The planet, named Kappa Andromedae b, has a mass at least 13 times that of Jupiter, and orbits its star at a projected distance of 55 times Earth’s average distance from the Sun and about 1.8 times as far as Neptune. It has a temperature of about 2,600 degrees Fahrenheit (1,400 Celsius) and would appear bright red if seen up close by the human eye.
“Our team identified a faint object located very close to Kappa Andromedae in January that looks much like other young, massive directly imaged planets but does not look like a star. It’s likely a directly imaged planet,” said Dr Thayne Currie of the University of Toronto, co-author of a paper reporting the discovery in the Astrophysical Journal Letters (arXiv.org version).

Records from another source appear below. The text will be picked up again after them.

use crate::body::Body;
use crate::collision::{Collidable, Rect};
use crate::config::SimConfig;
use crate::enemy::ChasePolicy;
use crate::random::RandomSource;
use crate::tile::TileGrid;

/// The single boss, woken by hoarding ore
///
/// Same chase-and-hop behaviour as an [`Enemy`](crate::enemy::Enemy) with a bigger
/// body, more health, faster walk and full-height jumps. Once `defeated` is set
/// the boss stops updating and is never replaced.
#[derive(Debug, Clone)]
pub struct Boss {
    pub body: Body,
    pub defeated: bool,
}

impl Boss {
    /// Creates the boss with its bottom-centre at `(center_x, bottom)`
    pub fn new(center_x: i32, bottom: i32, config: &SimConfig) -> Self {
        let side = config.boss_size_tiles * config.tile_size;
        Boss {
            body: Body::new(Rect::from_bottom_center(center_x, bottom, side, side), config.boss_health),
            defeated: false,
        }
    }

    pub fn is_active(&self) -> bool {
        !self.defeated
    }

    pub fn update<R: RandomSource + ?Sized>(&mut self, grid: &TileGrid, target_center_x: i32, config: &SimConfig, rng: &mut R) {
        if self.defeated {
            return;
        }
        ChasePolicy::boss(config).update(&mut self.body, target_center_x, grid, config, rng);
    }

    /// Flags the boss defeated once its health is gone; true on the transition tick
    pub fn check_defeated(&mut self) -> bool {
        if self.defeated || self.body.is_alive() {
            return false;
        }
        self.defeated = true;
        true
    }
}

impl Collidable for Boss {
    fn get_bounds(&self) -> Rect {
        self.body.rect
    }
}

#[cfg(test)]
mod tests {
    use super::*;
    use crate::random::scripted::ScriptedRandom;
    use crate::tile::TileId;

    #[test]
    fn test_boss_dimensions_and_health() {
        let config = SimConfig::default();
        let boss = Boss::new(640, 320, &config);

        assert_eq!(boss.body.rect.width, 128);
        assert_eq!(boss.body.rect.height, 128);
        assert_eq!(boss.body.rect.bottom(), 320);
        assert_eq!(boss.body.rect.center_x(), 640);
        assert_eq!(boss.body.health, 250);
        assert!(boss.is_active());
    }

    #[test]
    fn test_boss_policy_is_faster_with_full_jump() {
        let config = SimConfig::default();
        let mut boss = Boss::new(640, 320, &config);
        boss.body.on_ground = true;
        let mut rng = ScriptedRandom::with_chances(&[0.01]);

        ChasePolicy::boss(&config).decide(&mut boss.body, 0, &mut rng);

        assert_eq!(boss.body.vel_x, -2.25);
        assert_eq!(boss.body.vel_y, -12.0);
    }

    #[test]
    fn test_boss_skips_jump_above_chance() {
        let config = SimConfig::default();
        let mut boss = Boss::new(640, 320, &config);
        boss.body.on_ground = true;
        let mut rng = ScriptedRandom::with_chances(&[0.03]);

        ChasePolicy::boss(&config).decide(&mut boss.body, 1000, &mut rng);

        assert_eq!(boss.body.vel_x, 2.25);
        assert_eq!(boss.body.vel_y, 0.0);
    }

    #[test]
    fn test_defeat_transition_happens_once() {
        let config = SimConfig::default();
        let mut boss = Boss::new(640, 320, &config);
        assert!(!boss.check_defeated());

        boss.body.health = -5;
        assert!(boss.check_defeated());
        assert!(!boss.check_defeated());
        assert!(!boss.is_active());
    }

    #[test]
    fn test_defeated_boss_stops_moving() {
        let config = SimConfig::default();
        let grid = TileGrid::new(10, 10, TileId::Air);
        let mut boss = Boss::new(160, 160, &config);
        boss.defeated = true;
        let before = boss.body.clone();

        boss.update(&grid, 0, &config, &mut ScriptedRandom::new());

        assert_eq!(boss.body, before);
    }
}
// Inventory system module
//
// This module provides the player's resource inventory, including:
// - Resource kinds and their mapping to/from tiles
// - Per-resource counts
// - The mine/place protocol that moves tiles between the grid and the inventory

pub mod actions;
pub mod error;
pub mod inventory;
pub mod resource;

// Re-export main types
pub use actions::{BlockOutcome, RejectReason, mine_block, place_block};
pub use error::InventoryError;
pub use inventory::Inventory;
pub use resource::ResourceKind;
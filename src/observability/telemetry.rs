//! Telemetry & Observability
//!
//! Structured logging and tracing for agent executions:
//! - execution and step spans carrying agent/step identity
//! - timed capability dispatch with success/failure recording
//! - session state transition logging
//! - configurable log levels via RUST_LOG

use std::time::Instant;
use tracing::{debug, info, info_span, warn, Span};
use tracing_subscriber::{layer::SubscriberExt, util::SubscriberInitExt, EnvFilter};

use crate::redact::redact_secrets;

/// Sanitize a string for safe log output by escaping control characters.
/// Prevents log injection where input embeds newlines to forge log entries.
pub fn sanitize_for_log(s: &str) -> String {
    let mut out = String::with_capacity(s.len());
    for c in s.chars() {
        match c {
            '\n' => out.push_str("\\n"),
            '\r' => out.push_str("\\r"),
            '\t' => out.push_str("\\t"),
            '\x1b' => out.push_str("\\e"),
            '\x00' => out.push_str("\\0"),
            c if c.is_control() => out.push_str(&format!("\\u{:04x}", c as u32)),
            _ => out.push(c),
        }
    }
    out
}

/// Sanitize and redact in one go; use for any user-controlled text.
pub fn safe_text(s: &str) -> String {
    redact_secrets(&sanitize_for_log(s)).into_owned()
}

/// Initialize global tracing subscriber.
/// Only enables output if RUST_LOG is explicitly set, so library users get
/// a quiet default.
pub fn init_tracing() {
    if let Ok(filter) = std::env::var("RUST_LOG") {
        init_tracing_with_filter(&filter);
    }
}

/// Initialize with a custom filter string; compact human-readable output on
/// stderr.
pub fn init_tracing_with_filter(filter: &str) {
    use std::sync::Once;
    static INIT: Once = Once::new();

    INIT.call_once(|| {
        let fmt_layer = tracing_subscriber::fmt::layer()
            .with_target(false)
            .with_thread_ids(false)
            .with_thread_names(false)
            .with_file(false)
            .with_line_number(false)
            .with_level(true)
            .compact()
            .with_writer(std::io::stderr);

        let filter_layer = EnvFilter::try_new(filter).unwrap_or_else(|_| EnvFilter::new("warn"));

        let _ = tracing_subscriber::registry()
            .with(filter_layer)
            .with(fmt_layer)
            .try_init();
    });
}

/// Initialize JSON-lines output, for shipping logs to a collector.
pub fn init_tracing_json(filter: &str) {
    use std::sync::Once;
    static INIT: Once = Once::new();

    INIT.call_once(|| {
        let fmt_layer = tracing_subscriber::fmt::layer()
            .json()
            .with_current_span(true)
            .with_writer(std::io::stderr);

        let filter_layer = EnvFilter::try_new(filter).unwrap_or_else(|_| EnvFilter::new("warn"));

        let _ = tracing_subscriber::registry()
            .with(filter_layer)
            .with(fmt_layer)
            .try_init();
    });
}

/// Span covering one whole agent execution.
pub fn execution_span(agent: &str, version: &str) -> Span {
    let safe_agent = safe_text(agent);
    let safe_version = safe_text(version);
    info_span!(
        "agent_execution",
        agent = safe_agent.as_str(),
        version = safe_version.as_str(),
        steps_run = tracing::field::Empty,
        success = tracing::field::Empty,
    )
}

/// Span covering one step, across all of its attempts.
pub fn step_span(step_id: &str, kind: &str, provider: Option<&str>) -> Span {
    let safe_step = safe_text(step_id);
    let safe_kind = safe_text(kind);
    let safe_provider = provider.map(safe_text).unwrap_or_default();
    info_span!(
        "step",
        step_id = safe_step.as_str(),
        kind = safe_kind.as_str(),
        provider = safe_provider.as_str(),
        attempts = tracing::field::Empty,
        duration_ms = tracing::field::Empty,
        outcome = tracing::field::Empty,
    )
}

/// Time one capability dispatch and log its outcome.
pub async fn track_dispatch<F, Fut, T, E>(step_id: &str, attempt: u32, f: F) -> Result<T, E>
where
    F: FnOnce() -> Fut,
    Fut: std::future::Future<Output = Result<T, E>>,
    E: std::fmt::Display,
{
    let start = Instant::now();
    let step = safe_text(step_id);
    debug!(step_id = step.as_str(), attempt, "dispatching");

    match f().await {
        Ok(result) => {
            let duration = start.elapsed().as_millis() as u64;
            debug!(step_id = step.as_str(), attempt, duration_ms = duration, "dispatch completed");
            Ok(result)
        }
        Err(e) => {
            let duration = start.elapsed().as_millis() as u64;
            let safe_err = safe_text(&e.to_string());
            warn!(
                step_id = step.as_str(),
                attempt,
                duration_ms = duration,
                error = safe_err.as_str(),
                "dispatch failed"
            );
            Err(e)
        }
    }
}

/// Record how a step ended on its span.
pub fn record_step_outcome(span: &Span, outcome: &str, attempts: u32, duration_ms: u64) {
    span.record("outcome", outcome);
    span.record("attempts", attempts);
    span.record("duration_ms", duration_ms);
}

/// Record a debug session state transition.
pub fn record_session_transition(session_id: &str, from: &str, to: &str) {
    let safe_from = sanitize_for_log(from);
    let safe_to = sanitize_for_log(to);
    info!(
        session = session_id,
        from = safe_from.as_str(),
        to = safe_to.as_str(),
        "Session state transition"
    );
}

/// Initialize tracing for tests with a simple subscriber
#[cfg(test)]
pub fn init_test_tracing() {
    let _ = tracing_subscriber::fmt()
        .with_test_writer()
        .with_max_level(tracing::Level::DEBUG)
        .try_init();
}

“According to conventional models of planetary formation, Kappa Andromedae b falls just shy of being able to generate energy by fusion, at which point it would be considered a brown dwarf rather than a planet,” added Dr Michael McElwain, a member of the discovery team at NASA’s Goddard Space Flight Center in Greenbelt. “But this isn’t definitive, and other considerations could nudge the object across the line into brown dwarf territory.”
“This planetary system is very different from our own,” Dr Currie said. “The star is much more massive than our Sun and Kappa Andromedae b is at least 10 times more massive than any planet in the solar system. And, Kappa Andromedae b is located further from the star than any of the solar system planets are from the Sun. Because it is generally much harder to form massive planets at large distances from the parent star, Kappa Andromedae b could really be a challenge for our theories about how planets form.”
“Kappa Andromedae b, the previously imaged planets around HR 8799 and Beta Pictoris, and the most massive planets discovered by non-imaging techniques likely all represent a class of object that formed in much the same way as lower-mass exoplanets,” said lead author Dr Joseph Carson of the College of Charleston and the Max Planck Institute for Astronomy in Heidelberg, Germany.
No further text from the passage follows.